_Activity_: Go through the following data and transcribe exactly the stretch of lines from the one holding "filename scopes-core/tests/common/mod.rs" to the one holding "use proptest::prelude::*;", both included.

_Provided entries_:

-*-*-

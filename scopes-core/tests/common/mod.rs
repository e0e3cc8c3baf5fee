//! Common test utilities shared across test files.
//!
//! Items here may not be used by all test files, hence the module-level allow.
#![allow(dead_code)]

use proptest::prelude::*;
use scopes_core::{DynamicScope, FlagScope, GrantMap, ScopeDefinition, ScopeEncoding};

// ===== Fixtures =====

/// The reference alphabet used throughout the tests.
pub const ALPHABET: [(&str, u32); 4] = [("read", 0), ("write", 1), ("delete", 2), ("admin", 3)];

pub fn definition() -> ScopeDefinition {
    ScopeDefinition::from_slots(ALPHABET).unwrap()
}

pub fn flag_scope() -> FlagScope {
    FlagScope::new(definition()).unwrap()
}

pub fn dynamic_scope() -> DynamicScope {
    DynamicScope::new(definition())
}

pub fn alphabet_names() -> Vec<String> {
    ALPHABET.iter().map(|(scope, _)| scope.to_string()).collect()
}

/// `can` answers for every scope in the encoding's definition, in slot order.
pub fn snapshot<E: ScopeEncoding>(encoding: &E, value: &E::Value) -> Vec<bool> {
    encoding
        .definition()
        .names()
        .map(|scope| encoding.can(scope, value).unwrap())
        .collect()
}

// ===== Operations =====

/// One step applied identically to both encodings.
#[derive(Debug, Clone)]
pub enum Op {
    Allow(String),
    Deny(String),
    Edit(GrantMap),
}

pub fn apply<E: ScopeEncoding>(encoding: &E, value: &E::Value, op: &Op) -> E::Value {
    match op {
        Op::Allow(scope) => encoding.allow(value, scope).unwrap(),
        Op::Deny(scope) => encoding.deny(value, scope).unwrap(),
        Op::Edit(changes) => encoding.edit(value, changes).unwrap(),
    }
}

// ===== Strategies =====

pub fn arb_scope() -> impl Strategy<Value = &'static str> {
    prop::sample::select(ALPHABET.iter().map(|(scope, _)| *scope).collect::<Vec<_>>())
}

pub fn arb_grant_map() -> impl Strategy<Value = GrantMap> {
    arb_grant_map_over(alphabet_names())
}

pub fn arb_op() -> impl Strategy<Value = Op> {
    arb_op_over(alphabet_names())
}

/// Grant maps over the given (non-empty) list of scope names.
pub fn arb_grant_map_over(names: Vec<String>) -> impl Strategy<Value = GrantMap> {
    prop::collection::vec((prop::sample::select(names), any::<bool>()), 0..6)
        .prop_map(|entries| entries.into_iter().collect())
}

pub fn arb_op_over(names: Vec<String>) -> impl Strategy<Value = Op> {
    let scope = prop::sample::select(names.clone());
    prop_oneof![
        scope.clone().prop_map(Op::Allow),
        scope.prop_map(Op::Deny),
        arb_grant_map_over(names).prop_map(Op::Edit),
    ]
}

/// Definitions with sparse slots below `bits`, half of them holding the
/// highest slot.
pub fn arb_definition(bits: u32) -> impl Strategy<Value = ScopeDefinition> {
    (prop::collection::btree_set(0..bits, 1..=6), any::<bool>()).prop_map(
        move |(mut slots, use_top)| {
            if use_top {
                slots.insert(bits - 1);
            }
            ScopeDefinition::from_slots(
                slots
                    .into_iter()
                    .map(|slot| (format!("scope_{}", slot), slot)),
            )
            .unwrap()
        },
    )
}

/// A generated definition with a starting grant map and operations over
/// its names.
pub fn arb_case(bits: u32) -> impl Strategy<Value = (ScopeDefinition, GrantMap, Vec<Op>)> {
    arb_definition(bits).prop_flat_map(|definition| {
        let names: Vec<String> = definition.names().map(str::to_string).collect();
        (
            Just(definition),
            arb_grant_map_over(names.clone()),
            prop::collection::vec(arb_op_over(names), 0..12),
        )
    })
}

-*-*-

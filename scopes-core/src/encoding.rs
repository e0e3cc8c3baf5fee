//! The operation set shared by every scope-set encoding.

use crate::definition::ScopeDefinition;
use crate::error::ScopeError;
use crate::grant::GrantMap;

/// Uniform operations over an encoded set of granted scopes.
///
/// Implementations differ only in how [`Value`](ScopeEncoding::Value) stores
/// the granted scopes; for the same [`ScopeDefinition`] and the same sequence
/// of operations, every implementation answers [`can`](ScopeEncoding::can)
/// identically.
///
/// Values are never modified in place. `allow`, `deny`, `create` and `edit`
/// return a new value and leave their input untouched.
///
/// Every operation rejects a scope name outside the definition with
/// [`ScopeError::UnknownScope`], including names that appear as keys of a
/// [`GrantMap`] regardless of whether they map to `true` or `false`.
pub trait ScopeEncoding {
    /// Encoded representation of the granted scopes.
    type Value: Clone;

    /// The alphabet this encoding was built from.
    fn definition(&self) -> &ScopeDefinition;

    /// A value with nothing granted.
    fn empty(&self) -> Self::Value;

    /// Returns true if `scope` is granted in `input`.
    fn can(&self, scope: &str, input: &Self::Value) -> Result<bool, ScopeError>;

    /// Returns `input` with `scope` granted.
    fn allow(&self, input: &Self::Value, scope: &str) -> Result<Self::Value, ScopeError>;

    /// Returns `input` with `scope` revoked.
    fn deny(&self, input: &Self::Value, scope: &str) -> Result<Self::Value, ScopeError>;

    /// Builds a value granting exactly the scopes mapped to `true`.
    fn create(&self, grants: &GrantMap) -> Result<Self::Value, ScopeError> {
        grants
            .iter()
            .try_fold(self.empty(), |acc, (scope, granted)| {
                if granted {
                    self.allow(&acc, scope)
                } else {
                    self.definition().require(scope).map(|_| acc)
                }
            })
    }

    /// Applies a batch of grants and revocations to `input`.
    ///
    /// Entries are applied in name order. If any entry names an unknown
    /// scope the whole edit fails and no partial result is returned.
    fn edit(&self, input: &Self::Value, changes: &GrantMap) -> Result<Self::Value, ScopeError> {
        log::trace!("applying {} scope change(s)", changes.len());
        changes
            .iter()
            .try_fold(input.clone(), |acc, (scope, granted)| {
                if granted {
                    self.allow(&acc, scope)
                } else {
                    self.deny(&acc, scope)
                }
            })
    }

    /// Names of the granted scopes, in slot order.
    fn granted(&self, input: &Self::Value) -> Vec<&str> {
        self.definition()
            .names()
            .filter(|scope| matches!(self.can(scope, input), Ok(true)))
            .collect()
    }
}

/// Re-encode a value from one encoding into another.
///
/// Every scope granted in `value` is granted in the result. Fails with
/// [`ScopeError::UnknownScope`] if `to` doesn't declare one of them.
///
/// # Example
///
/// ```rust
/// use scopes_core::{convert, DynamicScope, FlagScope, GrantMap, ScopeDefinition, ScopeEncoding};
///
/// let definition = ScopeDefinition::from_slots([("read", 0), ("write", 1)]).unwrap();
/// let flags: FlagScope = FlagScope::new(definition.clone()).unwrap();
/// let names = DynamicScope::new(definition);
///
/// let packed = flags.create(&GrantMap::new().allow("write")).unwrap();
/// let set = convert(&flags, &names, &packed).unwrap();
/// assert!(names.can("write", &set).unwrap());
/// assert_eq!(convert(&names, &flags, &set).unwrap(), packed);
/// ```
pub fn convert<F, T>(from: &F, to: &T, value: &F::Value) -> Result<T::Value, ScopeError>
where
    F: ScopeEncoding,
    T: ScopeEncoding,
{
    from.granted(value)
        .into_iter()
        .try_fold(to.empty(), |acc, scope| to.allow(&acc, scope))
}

-*-*-

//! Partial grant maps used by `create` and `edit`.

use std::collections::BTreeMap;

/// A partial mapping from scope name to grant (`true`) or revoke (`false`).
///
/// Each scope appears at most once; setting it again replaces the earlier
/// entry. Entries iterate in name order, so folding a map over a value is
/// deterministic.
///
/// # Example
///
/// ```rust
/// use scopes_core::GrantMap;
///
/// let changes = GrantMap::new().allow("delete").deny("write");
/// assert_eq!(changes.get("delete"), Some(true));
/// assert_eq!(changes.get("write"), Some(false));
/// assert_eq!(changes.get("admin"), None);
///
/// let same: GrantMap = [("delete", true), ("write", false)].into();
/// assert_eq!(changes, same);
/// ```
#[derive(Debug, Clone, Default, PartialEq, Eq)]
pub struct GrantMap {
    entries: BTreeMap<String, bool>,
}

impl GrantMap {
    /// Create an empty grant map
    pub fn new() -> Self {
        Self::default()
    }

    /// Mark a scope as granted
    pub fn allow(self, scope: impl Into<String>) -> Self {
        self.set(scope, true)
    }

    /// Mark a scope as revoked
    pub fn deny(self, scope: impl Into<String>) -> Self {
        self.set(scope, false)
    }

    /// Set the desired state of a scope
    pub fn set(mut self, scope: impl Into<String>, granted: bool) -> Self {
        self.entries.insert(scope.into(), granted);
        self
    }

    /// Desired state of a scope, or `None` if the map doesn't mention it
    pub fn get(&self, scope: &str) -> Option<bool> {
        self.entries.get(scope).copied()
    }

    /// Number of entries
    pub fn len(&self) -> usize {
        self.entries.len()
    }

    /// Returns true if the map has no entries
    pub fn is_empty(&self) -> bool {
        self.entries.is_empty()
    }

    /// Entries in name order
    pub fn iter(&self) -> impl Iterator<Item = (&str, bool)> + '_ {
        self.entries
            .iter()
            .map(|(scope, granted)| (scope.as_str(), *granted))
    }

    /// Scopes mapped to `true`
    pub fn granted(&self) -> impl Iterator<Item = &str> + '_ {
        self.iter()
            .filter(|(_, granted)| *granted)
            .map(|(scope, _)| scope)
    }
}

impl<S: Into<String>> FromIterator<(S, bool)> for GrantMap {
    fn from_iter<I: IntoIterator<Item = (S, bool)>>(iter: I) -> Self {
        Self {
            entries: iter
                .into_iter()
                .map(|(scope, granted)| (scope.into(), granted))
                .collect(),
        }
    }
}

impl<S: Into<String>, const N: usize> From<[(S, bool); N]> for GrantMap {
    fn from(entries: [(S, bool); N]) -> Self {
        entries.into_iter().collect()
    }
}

-*-*-

_Answer for this exercise_:
filename scopes-core/tests/common/mod.rs
repository e0e3cc8c3baf5fee
//! Common test utilities shared across test files.
//!
//! Items here may not be used by all test files, hence the module-level allow.
#![allow(dead_code)]

use proptest::prelude::*;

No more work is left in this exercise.